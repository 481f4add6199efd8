use serde::ser;

use super::*;

// 牌の識別子 (0~135)
// id / 4 が牌の種類(Kind), id % 4 が同種の牌の何枚目かを表す
// 数牌の5で id % 4 == 0 のものは赤5
#[derive(Clone, Copy, PartialEq, Eq, PartialOrd, Ord, Hash)]
pub struct Tile(pub u8);

impl Tile {
    pub fn new(id: usize) -> Option<Self> {
        if id < TILE_COUNT {
            Some(Self(id as u8))
        } else {
            None
        }
    }

    #[inline]
    pub fn id(self) -> usize {
        self.0 as usize
    }

    #[inline]
    pub fn kind(self) -> Kind {
        self.id() / TILE
    }

    #[inline]
    pub fn copy_index(self) -> usize {
        self.id() % TILE
    }

    // 赤5
    #[inline]
    pub fn is_red5(self) -> bool {
        is_suit_kind(self.kind()) && kind_number(self.kind()) == 5 && self.copy_index() == 0
    }

    #[inline]
    pub fn tile_type(self) -> Type {
        kind_type(self.kind())
    }

    // 数字部分 赤5は0
    #[inline]
    pub fn tnum(self) -> Tnum {
        if self.is_red5() {
            0
        } else {
            kind_number(self.kind())
        }
    }
}

impl fmt::Display for Tile {
    fn fmt(&self, f: &mut fmt::Formatter<'_>) -> fmt::Result {
        write!(f, "{}{}", ['m', 'p', 's', 'z'][self.tile_type()], self.tnum())
    }
}

impl fmt::Debug for Tile {
    fn fmt(&self, f: &mut fmt::Formatter<'_>) -> fmt::Result {
        write!(f, "{}({})", self, self.0)
    }
}

impl ser::Serialize for Tile {
    fn serialize<S>(&self, serializer: S) -> Result<S::Ok, S::Error>
    where
        S: ser::Serializer,
    {
        serializer.serialize_str(&self.to_string())
    }
}

// [Kind]

#[inline]
pub fn kind_type(k: Kind) -> Type {
    k / 9
}

// 1~9 (字牌は 1:東 ~ 7:中)
#[inline]
pub fn kind_number(k: Kind) -> Tnum {
    k % 9 + 1
}

#[inline]
pub fn kind_of(ti: Type, ni: Tnum) -> Kind {
    ti * 9 + ni - 1
}

// 数牌
#[inline]
pub fn is_suit_kind(k: Kind) -> bool {
    kind_type(k) != TZ
}

// 么九牌
#[inline]
pub fn is_end_kind(k: Kind) -> bool {
    !is_suit_kind(k) || kind_number(k) == 1 || kind_number(k) == 9
}

// 順子の先頭になれる牌 (数牌の1~7)
#[inline]
pub fn can_start_sequence(k: Kind) -> bool {
    is_suit_kind(k) && kind_number(k) <= 7
}

// 么九牌13種
pub fn end_kinds() -> Vec<Kind> {
    (0..KIND_COUNT).filter(|&k| is_end_kind(k)).collect()
}

// 全136枚を識別子順に返却
pub fn all_tiles() -> impl Iterator<Item = Tile> {
    (0..TILE_COUNT as u8).map(Tile)
}

// "0 1 2" や "0,1,2" のような識別子の列を牌に変換
pub fn tiles_from_ids(exp: &str) -> Result<Vec<Tile>, String> {
    let mut tiles = vec![];
    for s in exp.split(|c: char| c == ',' || c.is_whitespace()) {
        if s.is_empty() {
            continue;
        }
        let id: usize = s
            .parse()
            .map_err(|e| format!("invalid tile id '{}': {}", s, e))?;
        tiles.push(Tile::new(id).ok_or_else(|| format!("tile id out of range: {}", id))?);
    }
    Ok(tiles)
}

// "m123p055z11" のような文字列を牌に変換 (0は赤5)
pub fn tiles_from_string(exp: &str) -> Result<Vec<Tile>, String> {
    alloc_tiles_from_string(exp, &mut [false; TILE_COUNT])
}

// 同種の牌は未使用(used[id] == false)の識別子を小さい順に割り当てる
pub fn alloc_tiles_from_string(exp: &str, used: &mut [bool; TILE_COUNT]) -> Result<Vec<Tile>, String> {
    let mut tiles = vec![];
    let mut ti = None;
    for c in exp.chars() {
        match c {
            'm' => ti = Some(TM),
            'p' => ti = Some(TP),
            's' => ti = Some(TS),
            'z' => ti = Some(TZ),
            '0'..='9' => {
                let ti = ti.ok_or("tile number before tile type")?;
                let ni = c.to_digit(10).unwrap_or(0) as usize;
                let (kind, copies) = if ti == TZ {
                    if !(WE..=DR).contains(&ni) {
                        return Err(format!("invalid honor tile: z{}", ni));
                    }
                    (kind_of(ti, ni), 0..TILE)
                } else {
                    match ni {
                        0 => (kind_of(ti, 5), 0..1), // 赤5
                        5 => (kind_of(ti, 5), 1..TILE),
                        _ => (kind_of(ti, ni), 0..TILE),
                    }
                };
                let id = copies
                    .map(|c| kind * TILE + c)
                    .find(|&id| !used[id])
                    .ok_or_else(|| format!("too many tiles: {}", Tile((kind * TILE) as u8)))?;
                used[id] = true;
                tiles.push(Tile(id as u8));
            }
            _ => {
                return Err(format!("invalid char: '{}'", c));
            }
        }
    }
    Ok(tiles)
}

#[test]
fn test_tile_catalog() {
    assert_eq!(Tile(0).to_string(), "m1");
    assert_eq!(Tile(16).to_string(), "m0"); // 赤5
    assert_eq!(Tile(17).to_string(), "m5");
    assert_eq!(Tile(35).to_string(), "m9");
    assert_eq!(Tile(52).to_string(), "p0");
    assert_eq!(Tile(88).to_string(), "s0");
    assert_eq!(Tile(108).to_string(), "z1");
    assert_eq!(Tile(135).to_string(), "z7");

    assert_eq!(kind_of(TZ, WE), 27);
    assert_eq!(kind_of(TZ, DR), 33);
    assert_eq!(kind_of(TS, 9), 26);
    assert!(!can_start_sequence(kind_of(TM, 8)));
    assert!(can_start_sequence(kind_of(TP, 7)));
    assert!(!can_start_sequence(kind_of(TZ, WS)));

    let ends = end_kinds();
    assert_eq!(ends.len(), 13);
    assert!(ends.contains(&kind_of(TZ, DG)));

    let reds: Vec<Tile> = all_tiles().filter(|t| t.is_red5()).collect();
    assert_eq!(reds, vec![Tile(16), Tile(52), Tile(88)]);
}

#[test]
fn test_tiles_from_ids() {
    let tiles = tiles_from_ids("0, 1 2,135").unwrap();
    assert_eq!(tiles, vec![Tile(0), Tile(1), Tile(2), Tile(135)]);
    assert!(tiles_from_ids("136").is_err());
    assert!(tiles_from_ids("x").is_err());
}

#[test]
fn test_tiles_from_string() {
    let tiles = tiles_from_string("m1055z11").unwrap();
    assert_eq!(
        tiles,
        vec![Tile(0), Tile(16), Tile(17), Tile(18), Tile(108), Tile(109)]
    );
    assert!(tiles_from_string("z8").is_err());
    assert!(tiles_from_string("1m").is_err());
    assert!(tiles_from_string("m11111").is_err());
    assert!(tiles_from_string("m00").is_err());
}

────

All that is wanted is the run of lines from the start of the data through the line containing "if id < TILE_COUNT", copied word for word.

Task output
repository 481f4add6199efd8
use serde::ser;

use super::*;

// 牌の識別子 (0~135)
// id / 4 が牌の種類(Kind), id % 4 が同種の牌の何枚目かを表す
// 数牌の5で id % 4 == 0 のものは赤5
#[derive(Clone, Copy, PartialEq, Eq, PartialOrd, Ord, Hash)]
pub struct Tile(pub u8);

impl Tile {
    pub fn new(id: usize) -> Option<Self> {
        if id < TILE_COUNT {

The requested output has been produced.